**WHAT IS EXPECTED:** Wherever the string "serde" shows up in the data below, copy the whole line.
------ SOURCE MATERIAL
use anyhow::Result;
use chrono::NaiveDateTime;
use tracing::{info, warn};

use crate::{
    app::settings::{API_KEY_ENV, Settings},
    cli::ModeArg,
    data::weatherapi::{WEATHER_API_URL, WeatherApiClient},
    domain::{
        sky::{SkyColorResult, compute_fallback, compute_live, compute_simulated},
        zip::ZipCode,
    },
};

/// Where a derived color came from.
#[derive(Debug, Clone, PartialEq, Eq)]
pub enum Origin {
    Live,
    Simulated,
    Fallback { reason: String },
}

impl Origin {
    #[must_use]
    pub fn is_live(&self) -> bool {
        matches!(self, Self::Live)
    }
}

#[derive(Debug, Clone, PartialEq)]
pub struct SkyOutcome {
    pub result: SkyColorResult,
    pub origin: Origin,
}

#[derive(Debug, Clone)]
pub enum SkySource {
    Live(WeatherApiClient),
    /// Live mode was requested without a usable key.
    MissingKey,
    Simulated,
}

impl SkySource {
    #[must_use]
    pub fn from_settings(settings: &Settings) -> Self {
        match settings.mode {
            ModeArg::Simulated => Self::Simulated,
            ModeArg::Live => match settings.api_key.as_deref().map(str::trim) {
                Some(key) if key.is_empty() => Self::MissingKey,
                Some(key) if settings.weather_url == WEATHER_API_URL => {
                    Self::Live(WeatherApiClient::new(key))
                }
                Some(key) => Self::Live(WeatherApiClient::with_base_url(
                    settings.weather_url.as_str(),
                    key,
                )),
                None => Self::MissingKey,
            },
        }
    }
}

/// Derives one sky color. Provider failures degrade to the simulated
/// fallback; only internal table errors surface as `Err`.
pub async fn acquire(source: &SkySource, zip: &ZipCode, now: NaiveDateTime) -> Result<SkyOutcome> {
    let client = match source {
        SkySource::Simulated => {
            return Ok(SkyOutcome {
                result: compute_simulated(zip.as_str(), now)?,
                origin: Origin::Simulated,
            });
        }
        SkySource::MissingKey => {
            let reason = format!("no weather API key configured (set {API_KEY_ENV} or --api-key)");
            warn!(%zip, "{reason}");
            return fallback(zip, now, reason);
        }
        SkySource::Live(client) => client,
    };

    let (current, astronomy) = tokio::join!(
        client.fetch_current(zip),
        client.fetch_astronomy(zip, now.date())
    );

    let observation = match current {
        Ok(observation) => observation,
        Err(err) => {
            warn!(%zip, error = %format!("{err:#}"), "current conditions unavailable");
            return fallback(zip, now, format!("{err:#}"));
        }
    };

    let astronomy = astronomy
        .inspect_err(|err| {
            warn!(%zip, error = %format!("{err:#}"), "astronomy unavailable; using hour buckets");
        })
        .ok();

    let result = compute_live(&observation, astronomy.as_ref(), now)?;
    info!(%zip, primary = %result.primary_color, "derived live sky color");
    Ok(SkyOutcome {
        result,
        origin: Origin::Live,
    })
}

fn fallback(zip: &ZipCode, now: NaiveDateTime, reason: String) -> Result<SkyOutcome> {
    Ok(SkyOutcome {
        result: compute_fallback(zip.as_str(), now)?,
        origin: Origin::Fallback { reason },
    })
}

#[cfg(test)]
mod tests {
    use super::*;
    use crate::{
        domain::sky::{FALLBACK_LABEL, SIMULATED_LABEL},
        test_support::{fixture_time as at, fixture_zip},
    };

    fn zip() -> ZipCode {
        fixture_zip("10001")
    }

    #[test]
    fn source_follows_mode_and_key() {
        let simulated = Settings {
            mode: ModeArg::Simulated,
            api_key: Some("key".to_string()),
            ..Settings::default()
        };
        assert!(matches!(SkySource::from_settings(&simulated), SkySource::Simulated));

        let keyless = Settings::default();
        assert!(matches!(SkySource::from_settings(&keyless), SkySource::MissingKey));

        let blank = Settings {
            api_key: Some("   ".to_string()),
            ..Settings::default()
        };
        assert!(matches!(SkySource::from_settings(&blank), SkySource::MissingKey));

        let live = Settings {
            api_key: Some("key".to_string()),
            ..Settings::default()
        };
        match SkySource::from_settings(&live) {
            SkySource::Live(client) => assert_eq!(client.base_url(), WEATHER_API_URL),
            other => panic!("expected live source, got {other:?}"),
        }

        let mirrored = Settings {
            api_key: Some("key".to_string()),
            weather_url: "http://localhost:8080/v1/".to_string(),
            ..Settings::default()
        };
        match SkySource::from_settings(&mirrored) {
            SkySource::Live(client) => assert_eq!(client.base_url(), "http://localhost:8080/v1"),
            other => panic!("expected live source, got {other:?}"),
        }
    }

    #[tokio::test]
    async fn simulated_source_never_touches_network() {
        let outcome = acquire(&SkySource::Simulated, &zip(), at(9, 15))
            .await
            .expect("simulated outcome");
        assert_eq!(outcome.origin, Origin::Simulated);
        assert_eq!(outcome.result.source_location_label, SIMULATED_LABEL);
        assert_eq!(outcome.result.primary_color.to_string(), "#8dd4ff");
    }

    #[tokio::test]
    async fn missing_key_falls_back() {
        let outcome = acquire(&SkySource::MissingKey, &zip(), at(9, 15))
            .await
            .expect("fallback outcome");
        assert!(matches!(outcome.origin, Origin::Fallback { .. }));
        assert!(!outcome.origin.is_live());
        assert_eq!(outcome.result.source_location_label, FALLBACK_LABEL);
        assert_eq!(outcome.result.primary_color.to_string(), "#8dd4ff");
    }
}
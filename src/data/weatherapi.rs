use anyhow::{Context, Result, bail};
use chrono::NaiveDate;
use reqwest::{Client, Response, StatusCode};
use serde::{Deserialize, de::DeserializeOwned};
use tracing::debug;

use crate::domain::{clock::AstronomyInfo, sky::WeatherObservation, zip::ZipCode};

pub const WEATHER_API_URL: &str = "https://api.weatherapi.com/v1";

#[derive(Debug, Clone)]
pub struct WeatherApiClient {
    client: Client,
    base_url: String,
    api_key: String,
}

impl WeatherApiClient {
    pub fn new(api_key: impl Into<String>) -> Self {
        Self::with_base_url(WEATHER_API_URL, api_key)
    }

    pub fn with_base_url(base_url: impl Into<String>, api_key: impl Into<String>) -> Self {
        Self {
            client: Client::builder()
                .timeout(std::time::Duration::from_secs(10))
                .build()
                .expect("reqwest client"),
            base_url: base_url.into().trim_end_matches('/').to_string(),
            api_key: api_key.into(),
        }
    }

    #[must_use]
    pub fn base_url(&self) -> &str {
        &self.base_url
    }

    pub async fn fetch_current(&self, zip: &ZipCode) -> Result<WeatherObservation> {
        let payload: CurrentResponse = self
            .get_json(
                "current.json",
                zip,
                &[("q", zip.to_string()), ("aqi", "no".to_string())],
            )
            .await?;

        Ok(WeatherObservation {
            is_daytime: payload.current.is_day == 1,
            cloud_coverage_percent: payload.current.cloud.min(100) as u8,
            condition_text: payload.current.condition.text,
            condition_code: payload.current.condition.code,
            location_label: payload.location.label(),
        })
    }

    pub async fn fetch_astronomy(&self, zip: &ZipCode, date: NaiveDate) -> Result<AstronomyInfo> {
        let payload: AstronomyResponse = self
            .get_json(
                "astronomy.json",
                zip,
                &[
                    ("q", zip.to_string()),
                    ("dt", date.format("%Y-%m-%d").to_string()),
                ],
            )
            .await?;

        let astro = payload.astronomy.astro;
        AstronomyInfo::from_clock_strings(&astro.sunrise, &astro.sunset)
            .context("astronomy payload has unreadable sunrise/sunset times")
    }

    async fn get_json<T: DeserializeOwned>(
        &self,
        endpoint: &str,
        zip: &ZipCode,
        query: &[(&str, String)],
    ) -> Result<T> {
        let url = format!("{}/{endpoint}", self.base_url);
        debug!(%url, %zip, "requesting weather data");
        let response = self
            .client
            .get(&url)
            .query(&[("key", self.api_key.as_str())])
            .query(query)
            .send()
            .await
            .with_context(|| format!("{endpoint} request failed"))?;

        check_status(response, zip)?
            .json()
            .await
            .with_context(|| format!("failed to parse {endpoint} payload"))
    }
}

fn check_status(response: Response, zip: &ZipCode) -> Result<Response> {
    match response.status() {
        StatusCode::BAD_REQUEST => {
            bail!("invalid zip code {zip}: the weather service did not recognize it")
        }
        StatusCode::UNAUTHORIZED | StatusCode::FORBIDDEN => {
            bail!("weather API key was rejected; configure a WeatherAPI.com key")
        }
        _ => response
            .error_for_status()
            .context("weather request returned non-success status"),
    }
}

#[derive(Debug, Deserialize)]
struct CurrentResponse {
    location: LocationBlock,
    current: CurrentBlock,
}

#[derive(Debug, Deserialize)]
struct LocationBlock {
    name: String,
    #[serde(default)]
    region: Option<String>,
}

impl LocationBlock {
    fn label(&self) -> String {
        match self.region.as_deref().filter(|region| !region.is_empty()) {
            Some(region) => format!("{}, {}", self.name, region),
            None => self.name.clone(),
        }
    }
}

#[derive(Debug, Deserialize)]
struct CurrentBlock {
    is_day: u8,
    cloud: u32,
    condition: ConditionBlock,
}

#[derive(Debug, Deserialize)]
struct ConditionBlock {
    text: String,
    code: u16,
}

#[derive(Debug, Deserialize)]
struct AstronomyResponse {
    astronomy: AstronomyBlock,
}

#[derive(Debug, Deserialize)]
struct AstronomyBlock {
    astro: AstroBlock,
}

#[derive(Debug, Deserialize)]
struct AstroBlock {
    sunrise: String,
    sunset: String,
}
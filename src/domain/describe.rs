use super::period::{LivePeriod, SimulatedPeriod};

/// `"<period> - <condition>"`, e.g. `"Late Morning - Partly cloudy"`.
#[must_use]
pub fn live_description(period: LivePeriod, condition_text: &str) -> String {
    format!("{} - {}", period.label(), condition_text)
}

#[must_use]
pub fn simulated_description(period: SimulatedPeriod) -> String {
    period.label().to_string()
}

#[cfg(test)]
mod tests {
    use super::*;

    #[test]
    fn live_description_joins_label_and_condition() {
        assert_eq!(
            live_description(LivePeriod::LateMorning, "Partly cloudy"),
            "Late Morning - Partly cloudy"
        );
        assert_eq!(
            live_description(LivePeriod::EarlyMorning, "Sunny"),
            "Morning - Sunny"
        );
    }

    #[test]
    fn simulated_description_ignores_weather() {
        assert_eq!(simulated_description(SimulatedPeriod::Dawn), "Dawn Breaking");
        assert_eq!(simulated_description(SimulatedPeriod::Noon), "Midday Sky");
    }
}
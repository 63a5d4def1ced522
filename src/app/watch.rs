use std::time::Duration;

use anyhow::Result;
use chrono::NaiveDateTime;
use tracing::{debug, info};

use crate::{
    app::acquire::{Origin, SkyOutcome, SkySource, acquire},
    domain::zip::ZipCode,
    resilience::backoff::Backoff,
};

pub const RETRY_BASE: Duration = Duration::from_secs(10);

/// Re-derives until ctrl-c, handing every outcome to `emit`.
pub async fn watch<C, E>(
    source: &SkySource,
    zip: &ZipCode,
    refresh: Duration,
    mut clock: C,
    mut emit: E,
) -> Result<()>
where
    C: FnMut() -> NaiveDateTime,
    E: FnMut(&SkyOutcome) -> Result<()>,
{
    let mut backoff = Backoff::new(RETRY_BASE, refresh);
    let retries_help = matches!(source, SkySource::Live(_));

    loop {
        let outcome = acquire(source, zip, clock()).await?;
        emit(&outcome)?;

        let delay = if retries_help {
            next_delay(&outcome.origin, &mut backoff, refresh)
        } else {
            refresh
        };
        debug!(delay_secs = delay.as_secs(), "next derivation scheduled");

        tokio::select! {
            () = tokio::time::sleep(delay) => {}
            _ = tokio::signal::ctrl_c() => {
                info!("interrupted; stopping watch");
                return Ok(());
            }
        }
    }
}

/// Live results restore the normal cadence; fallbacks retry sooner.
pub fn next_delay(origin: &Origin, backoff: &mut Backoff, refresh: Duration) -> Duration {
    match origin {
        Origin::Live => {
            backoff.reset();
            refresh
        }
        Origin::Simulated => refresh,
        Origin::Fallback { .. } => backoff.next_delay(),
    }
}
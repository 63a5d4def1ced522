use chrono::NaiveDateTime;
use serde::{Deserialize, Serialize};
use tracing::debug;

use super::{
    adjust::{CloudTier, ConditionKind, apply_cloud_cover, apply_condition},
    clock::{AstronomyInfo, ClockTime},
    color::HexColor,
    describe::{live_description, simulated_description},
    palette::{live_palette, seed_for_location, simulated_palette},
    period::{LivePeriod, SimulatedPeriod, classify_live, classify_simulated},
};
use crate::error::SkyError;

pub const SIMULATED_LABEL: &str = "Simulated";
pub const FALLBACK_LABEL: &str = "Simulated (API Error)";

/// Largest brightness lift applied at minute 59 of a simulated hour.
pub const MINUTE_VARIATION: f64 = 0.1;

/// Current conditions as reported by the weather provider.
#[derive(Debug, Clone, PartialEq, Eq, Serialize, Deserialize)]
#[serde(rename_all = "camelCase")]
pub struct WeatherObservation {
    pub is_daytime: bool,
    pub cloud_coverage_percent: u8,
    pub condition_text: String,
    pub condition_code: u16,
    pub location_label: String,
}

#[derive(Debug, Clone, Copy, PartialEq, Eq, Serialize)]
#[serde(tag = "mode", content = "period", rename_all = "camelCase")]
pub enum SkyPeriod {
    Live(LivePeriod),
    Simulated(SimulatedPeriod),
}

#[derive(Debug, Clone, PartialEq, Eq, Serialize)]
#[serde(rename_all = "camelCase")]
pub struct SkyColorResult {
    pub primary_color: HexColor,
    pub gradient_colors: Vec<HexColor>,
    pub time_period: SkyPeriod,
    pub description: String,
    pub source_location_label: String,
}

/// Derives the sky color from a live observation.
///
/// Pipeline: classify the clock time (sunrise/sunset windows first when
/// `astronomy` is present), look up the base palette, tint for cloud cover,
/// then apply the condition override. The clear-sky brightening runs on the
/// cloud-stage output, not the base palette.
pub fn compute_live(
    observation: &WeatherObservation,
    astronomy: Option<&AstronomyInfo>,
    now: NaiveDateTime,
) -> Result<SkyColorResult, SkyError> {
    let period = classify_live(ClockTime::of(&now), astronomy);
    let base = live_palette(period)?;

    let tier = CloudTier::from_percent(observation.cloud_coverage_percent);
    let condition = ConditionKind::from_text(&observation.condition_text);
    debug!(
        ?period,
        ?tier,
        ?condition,
        code = observation.condition_code,
        "deriving live sky color"
    );

    let clouded = apply_cloud_cover(base, observation.cloud_coverage_percent);
    let palette = apply_condition(clouded, condition);

    Ok(SkyColorResult {
        primary_color: palette.primary,
        gradient_colors: palette.gradient,
        time_period: SkyPeriod::Live(period),
        description: live_description(period, &observation.condition_text),
        source_location_label: observation.location_label.clone(),
    })
}

/// Seeded derivation used when no observation is requested.
pub fn compute_simulated(
    location_id: &str,
    now: NaiveDateTime,
) -> Result<SkyColorResult, SkyError> {
    simulate(location_id, now, SIMULATED_LABEL)
}

/// Same derivation as [`compute_simulated`], labelled as a fallback after a
/// failed live fetch.
pub fn compute_fallback(
    location_id: &str,
    now: NaiveDateTime,
) -> Result<SkyColorResult, SkyError> {
    simulate(location_id, now, FALLBACK_LABEL)
}

fn simulate(
    location_id: &str,
    now: NaiveDateTime,
    label: &str,
) -> Result<SkyColorResult, SkyError> {
    let clock = ClockTime::of(&now);
    let period = classify_simulated(clock);
    let seed = seed_for_location(location_id);
    let palette = simulated_palette(period, seed)?;
    debug!(?period, seed, "deriving simulated sky color");

    Ok(SkyColorResult {
        primary_color: palette
            .primary
            .shift_brightness(minute_variation(clock.minute())),
        gradient_colors: palette.gradient,
        time_period: SkyPeriod::Simulated(period),
        description: simulated_description(period),
        source_location_label: label.to_string(),
    })
}

fn minute_variation(minute: u8) -> f64 {
    f64::from(minute) / 60.0 * MINUTE_VARIATION
}
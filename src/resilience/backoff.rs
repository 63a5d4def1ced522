use std::time::Duration;

/// Doubling retry delay, capped at `max`.
#[derive(Debug, Clone)]
pub struct Backoff {
    next: Duration,
    base: Duration,
    max: Duration,
}

impl Backoff {
    #[must_use]
    pub fn new(base: Duration, max: Duration) -> Self {
        let base = base.min(max);
        Self {
            next: base,
            base,
            max,
        }
    }

    pub fn next_delay(&mut self) -> Duration {
        let delay = self.next;
        self.next = self.next.saturating_mul(2).min(self.max);
        delay
    }

    pub fn reset(&mut self) {
        self.next = self.base;
    }
}
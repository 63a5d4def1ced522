use anyhow::Result;
use clap::Parser;
use sky_color::cli::Cli;
use tracing_subscriber::EnvFilter;

#[tokio::main]
async fn main() -> Result<()> {
    tracing_subscriber::fmt()
        .with_env_filter(
            EnvFilter::try_from_default_env().unwrap_or_else(|_| EnvFilter::new("warn")),
        )
        .with_writer(std::io::stderr)
        .init();

    let cli = Cli::parse();
    sky_color::run(cli).await
}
------------
**EXERCISE SOLUTION:**
use serde::{Deserialize, de::DeserializeOwned};
    #[serde(default)]
use serde::{Deserialize, Serialize};
#[serde(rename_all = "camelCase")]
#[serde(tag = "mode", content = "period", rename_all = "camelCase")]
#[serde(rename_all = "camelCase")]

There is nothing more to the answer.